Written by: Fiona Gruber
‘We see ourselves as separate from all other animals,’ observes the artist Lisa Roet, ‘but we are apes, we are all part of the hominid family and we’re only just beginning to understand ourselves.’
We’re discussing the study of humans, their ancestors and the other species to which we’re related. This subject and the fragile environments humans have created for so many species, is at the core of Roet’s practice, which includes works on paper, large-scale installations, sculpture and jewellery.
A reminder of that hominid lineage, a nine-metre tall inflatable sculpture of a chimpanzee called David Greybeard, has recently been installed on top of the Arts Centre overlooking the Yarra River in Melbourne.
It’s the latest iteration of Roet’s 30-year artistic study of chimpanzees, gorillas, gibbons and monkeys and is in honour of another woman’s 60-year career doing the same thing.
She’s primatologist and ethologist Jane Goodall, one of Lisa Roet’s heroes as a child.
Goodall’s pioneering work observing chimpanzees in Tanzania –including David Greybeard, the first chimp to let her into his troop –fired Roet’s imagination and she determined to become a zoologist. But her maths wasn’t great, she gained a place in the art school at RMIT and life seemed to be taking a different course.

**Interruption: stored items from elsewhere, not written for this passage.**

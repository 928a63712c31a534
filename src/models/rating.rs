//! Rating model

use chrono::{DateTime, Utc};
use serde::{Deserialize, Serialize};
use sqlx::FromRow;
use utoipa::ToSchema;
use uuid::Uuid;

/// Rating at or above which a rating counts as a "like"
pub const LIKE_THRESHOLD: i16 = 3;

/// Rating record from database, unique per (user, book)
#[derive(Debug, Clone, Serialize, Deserialize, FromRow, ToSchema)]
pub struct Rating {
    pub id: Uuid,
    pub user_id: Uuid,
    pub book_id: Uuid,
    pub rating: i16,
    pub review: String,
    #[serde(rename = "createdAt")]
    pub created_at: DateTime<Utc>,
    #[serde(rename = "updatedAt")]
    pub updated_at: DateTime<Utc>,
}

/// Create or update rating request
#[derive(Debug, Deserialize, ToSchema)]
pub struct RateBook {
    pub rating: i16,
    #[serde(default)]
    pub review: String,
}

/// Rating average for a book
#[derive(Debug, Clone, Default, FromRow)]
pub struct RatingSummary {
    pub average: Option<f64>,
    pub count: i64,
}
//! Health check endpoints

use axum::{extract::State, Json};
use serde::Serialize;
use utoipa::ToSchema;

use crate::{error::AppResult, AppState};

#[derive(Serialize, ToSchema)]
pub struct HealthResponse {
    /// Current status of the service
    pub status: String,
    /// Version of the service
    pub version: String,
}

/// Health check endpoint
#[utoipa::path(
    get,
    path = "/health",
    tag = "health",
    responses(
        (status = 200, description = "Service is healthy", body = HealthResponse)
    )
)]
pub async fn health_check() -> Json<HealthResponse> {
    Json(HealthResponse {
        status: "healthy".to_string(),
        version: env!("CARGO_PKG_VERSION").to_string(),
    })
}

/// Readiness check: the database and the session store must answer
#[utoipa::path(
    get,
    path = "/ready",
    tag = "health",
    responses(
        (status = 200, description = "Service is ready", body = HealthResponse),
        (status = 500, description = "A backing store is unreachable")
    )
)]
pub async fn readiness_check(State(state): State<AppState>) -> AppResult<Json<HealthResponse>> {
    state.services.ready().await?;

    Ok(Json(HealthResponse {
        status: "ready".to_string(),
        version: env!("CARGO_PKG_VERSION").to_string(),
    }))
}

Except for the fact that for most of her artistic career, Roet’s art has been pretty much exclusively about primates.
She’s flirted with other subjects she says although they have all had an environmental bent and her passionate advocacy for endangered species remains undimmed.
Of this project, she says her two meetings with Goodall were illuminating, not least because of her precise memories of the chimpanzee under discussion.
‘She gave me pointers; “he’s bigger in the chest” or “he’s stockier in the biceps”. Of all the chimps, David Greybeard meant most to her.”
Roet’s latest inflatable is made of a lightweight metallic mesh and is silvery grey. Another of Roet’s recent public sculptures, the Golden Monkey, is, as the name suggests, shinily auriferous.
This species, scientifically known as the Sneezing Snub-nosed monkey was recently discovered in Myanmar.
And her sculptures of this endangered primate (there are two, of different sizes) climb, or cling to the side of a building. They have made appearances around the world including Beijing and Edinburgh and David Greybeard will also tour.
He packs down into a 1.8 x 1.5 m box, and Roet is careful to point out that the packaging is sustainable.
This is important she says; the environmental impact of transport and touring in the art world is, she emphasises, the ‘elephant in the room’.
David Greybeard and the Golden Monkey join Baboe, a gorilla and Skywalker, a gibbon in Roet’s menagerie of public sculptures depicting endangered primates.
She hopes that, alongside the spectacle of seeing these works scaling skyscrapers or squatting on parapets, people will think about deforestation and the destruction of habitat.
‘They’re incongruous and that makes people ask “why?” She says. ‘Art pushes people to understand the universe in a new way.’